Governança Corporativa: Fazendo a Coisa Certa

Fazer a coisa certa quando os lucros são bastante difíceis. Mas quando uma crise coloca a sobrevivência da empresa em risco e a sociedade se torna mais exigente, o julgamento dos gerentes é severamente testado.


Mayville TremblayMayville Tremblay
Membro Sênior, CD Howe, e Membro, CIRANO

Fazer a coisa certa é elevar os padrões acima da legitimidade das decisões e apenas da satisfação dos acionistas.

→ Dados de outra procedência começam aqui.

use serde::{Deserialize, Serialize};
use smallvec::SmallVec;

use crate::error::{ChartError, ChartResult};

/// RGBA color in normalized 0..=1 channel values.
#[derive(Debug, Clone, Copy, PartialEq, Serialize, Deserialize)]
pub struct Color {
    pub red: f64,
    pub green: f64,
    pub blue: f64,
    pub alpha: f64,
}

impl Color {
    #[must_use]
    pub const fn rgba(red: f64, green: f64, blue: f64, alpha: f64) -> Self {
        Self {
            red,
            green,
            blue,
            alpha,
        }
    }

    #[must_use]
    pub const fn rgb(red: f64, green: f64, blue: f64) -> Self {
        Self::rgba(red, green, blue, 1.0)
    }

    /// Builds a color from 8-bit channels.
    #[must_use]
    pub fn from_rgb8(red: u8, green: u8, blue: u8) -> Self {
        Self::rgb(
            f64::from(red) / 255.0,
            f64::from(green) / 255.0,
            f64::from(blue) / 255.0,
        )
    }

    #[must_use]
    pub fn with_alpha(self, alpha: f64) -> Self {
        Self {
            alpha: alpha.clamp(0.0, 1.0),
            ..self
        }
    }

    /// Linear per-channel interpolation, `t` clamped to `[0, 1]`.
    #[must_use]
    pub fn lerp(self, other: Self, t: f64) -> Self {
        let t = if t.is_finite() { t.clamp(0.0, 1.0) } else { 0.0 };
        Self::rgba(
            self.red + (other.red - self.red) * t,
            self.green + (other.green - self.green) * t,
            self.blue + (other.blue - self.blue) * t,
            self.alpha + (other.alpha - self.alpha) * t,
        )
    }

    /// `#rrggbb` form; alpha is emitted separately by backends that need it.
    #[must_use]
    pub fn to_hex(self) -> String {
        let channel = |value: f64| (value.clamp(0.0, 1.0) * 255.0).round() as u8;
        format!(
            "#{:02x}{:02x}{:02x}",
            channel(self.red),
            channel(self.green),
            channel(self.blue)
        )
    }

    /// Perceived luminance, used to pick readable label colors on fills.
    #[must_use]
    pub fn luminance(self) -> f64 {
        0.299 * self.red + 0.587 * self.green + 0.114 * self.blue
    }

    pub fn validate(self) -> ChartResult<()> {
        for (channel, value) in [
            ("red", self.red),
            ("green", self.green),
            ("blue", self.blue),
            ("alpha", self.alpha),
        ] {
            if !value.is_finite() || !(0.0..=1.0).contains(&value) {
                return Err(ChartError::InvalidData(format!(
                    "color channel `{channel}` must be finite and in [0, 1]"
                )));
            }
        }
        Ok(())
    }
}

fn ensure_finite(values: &[f64], what: &str) -> ChartResult<()> {
    if values.iter().all(|value| value.is_finite()) {
        Ok(())
    } else {
        Err(ChartError::InvalidData(format!("{what} must be finite")))
    }
}

/// Dash pattern used by line-like primitives.
#[derive(Debug, Clone, Copy, PartialEq, Eq, Default, Serialize, Deserialize)]
pub enum LineStrokeStyle {
    #[default]
    Solid,
    Dashed,
    Dotted,
}

/// Draw command for one line segment in pixel space.
#[derive(Debug, Clone, Copy, PartialEq, Serialize, Deserialize)]
pub struct LinePrimitive {
    pub x1: f64,
    pub y1: f64,
    pub x2: f64,
    pub y2: f64,
    pub stroke_width: f64,
    pub color: Color,
    pub stroke_style: LineStrokeStyle,
}

impl LinePrimitive {
    #[must_use]
    pub const fn new(x1: f64, y1: f64, x2: f64, y2: f64, stroke_width: f64, color: Color) -> Self {
        Self {
            x1,
            y1,
            x2,
            y2,
            stroke_width,
            color,
            stroke_style: LineStrokeStyle::Solid,
        }
    }

    #[must_use]
    pub const fn with_stroke_style(mut self, stroke_style: LineStrokeStyle) -> Self {
        self.stroke_style = stroke_style;
        self
    }

    pub fn validate(self) -> ChartResult<()> {
        ensure_finite(&[self.x1, self.y1, self.x2, self.y2], "line coordinates")?;
        if !self.stroke_width.is_finite() || self.stroke_width <= 0.0 {
            return Err(ChartError::InvalidData(
                "line stroke width must be finite and > 0".to_owned(),
            ));
        }
        self.color.validate()
    }
}

/// Paint source for filled shapes.
#[derive(Debug, Clone, PartialEq, Serialize, Deserialize)]
pub enum Fill {
    Solid(Color),
    /// References a `LinearGradient` registered on the frame by id.
    Gradient(String),
}

impl Fill {
    fn validate(&self) -> ChartResult<()> {
        match self {
            Self::Solid(color) => color.validate(),
            Self::Gradient(id) if id.is_empty() => Err(ChartError::InvalidData(
                "gradient fill id must not be empty".to_owned(),
            )),
            Self::Gradient(_) => Ok(()),
        }
    }
}

/// Draw command for one axis-aligned rectangle in pixel space.
#[derive(Debug, Clone, PartialEq, Serialize, Deserialize)]
pub struct RectPrimitive {
    pub x: f64,
    pub y: f64,
    pub width: f64,
    pub height: f64,
    pub fill: Fill,
    pub border_width: f64,
    pub border_color: Color,
    pub corner_radius: f64,
    pub tooltip: Option<String>,
}

impl RectPrimitive {
    #[must_use]
    pub fn new(x: f64, y: f64, width: f64, height: f64, fill_color: Color) -> Self {
        Self {
            x,
            y,
            width,
            height,
            fill: Fill::Solid(fill_color),
            border_width: 0.0,
            border_color: fill_color,
            corner_radius: 0.0,
            tooltip: None,
        }
    }

    #[must_use]
    pub fn with_fill(mut self, fill: Fill) -> Self {
        self.fill = fill;
        self
    }

    #[must_use]
    pub fn with_border(mut self, border_width: f64, border_color: Color) -> Self {
        self.border_width = border_width;
        self.border_color = border_color;
        self
    }

    #[must_use]
    pub fn with_corner_radius(mut self, corner_radius: f64) -> Self {
        self.corner_radius = corner_radius;
        self
    }

    #[must_use]
    pub fn with_tooltip(mut self, tooltip: Option<String>) -> Self {
        self.tooltip = tooltip;
        self
    }

    #[must_use]
    pub fn area(&self) -> f64 {
        self.width * self.height
    }

    pub fn validate(&self) -> ChartResult<()> {
        ensure_finite(&[self.x, self.y, self.width, self.height], "rect geometry")?;
        if self.width < 0.0 || self.height < 0.0 {
            return Err(ChartError::InvalidData(
                "rect width and height must be >= 0".to_owned(),
            ));
        }
        if !self.border_width.is_finite() || self.border_width < 0.0 {
            return Err(ChartError::InvalidData(
                "rect border width must be finite and >= 0".to_owned(),
            ));
        }
        if !self.corner_radius.is_finite() || self.corner_radius < 0.0 {
            return Err(ChartError::InvalidData(
                "rect corner radius must be finite and >= 0".to_owned(),
            ));
        }
        self.fill.validate()?;
        self.border_color.validate()
    }
}

/// Draw command for one filled circle marker.
#[derive(Debug, Clone, PartialEq, Serialize, Deserialize)]
pub struct CirclePrimitive {
    pub cx: f64,
    pub cy: f64,
    pub radius: f64,
    pub fill_color: Color,
    pub stroke_width: f64,
    pub stroke_color: Color,
    pub tooltip: Option<String>,
}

Mesmo diante da adversidade, espera-se que os líderes de hoje levem em consideração as necessidades legítimas de todas as partes interessadas no trabalho: funcionários, clientes, fornecedores, governos, a sociedade em geral, o meio ambiente e, claro, os acionistas.

Desde a famosa decisão da Suprema Corte no caso BCE em 2008, que foi recentemente codificada na Lei das Sociedades Comerciais do Canadá, os diretores devem, antes de mais nada, cuidar dos melhores interesses da empresa no longo prazo, mas, ao fazê-lo, também leva em consideração os interesses de todas as partes interessadas., Incluindo aposentados e aposentados.

Pensar não significa concordar com todos ou magoar ninguém. A empresa não é um país de luxo. Às vezes, os líderes precisam tomar decisões prejudiciais, mas muito depende de como o fazem. A opinião pública julga rigorosamente aqueles que exigem sacrifícios de todos – sem comprometer seus privilégios especiais, como vimos na Bombardier.

Na era das mídias sociais, os líderes vivem em uma casa de vidro, às vezes em suas vidas privadas. Em 2014, o chefe de uma empresa de food service em grandes estádios da América do Norte foi pego maltratando o cachorro de um amigo com uma câmera de elevador. O vídeo se espalhou e gritos altos da multidão o forçaram a renunciar.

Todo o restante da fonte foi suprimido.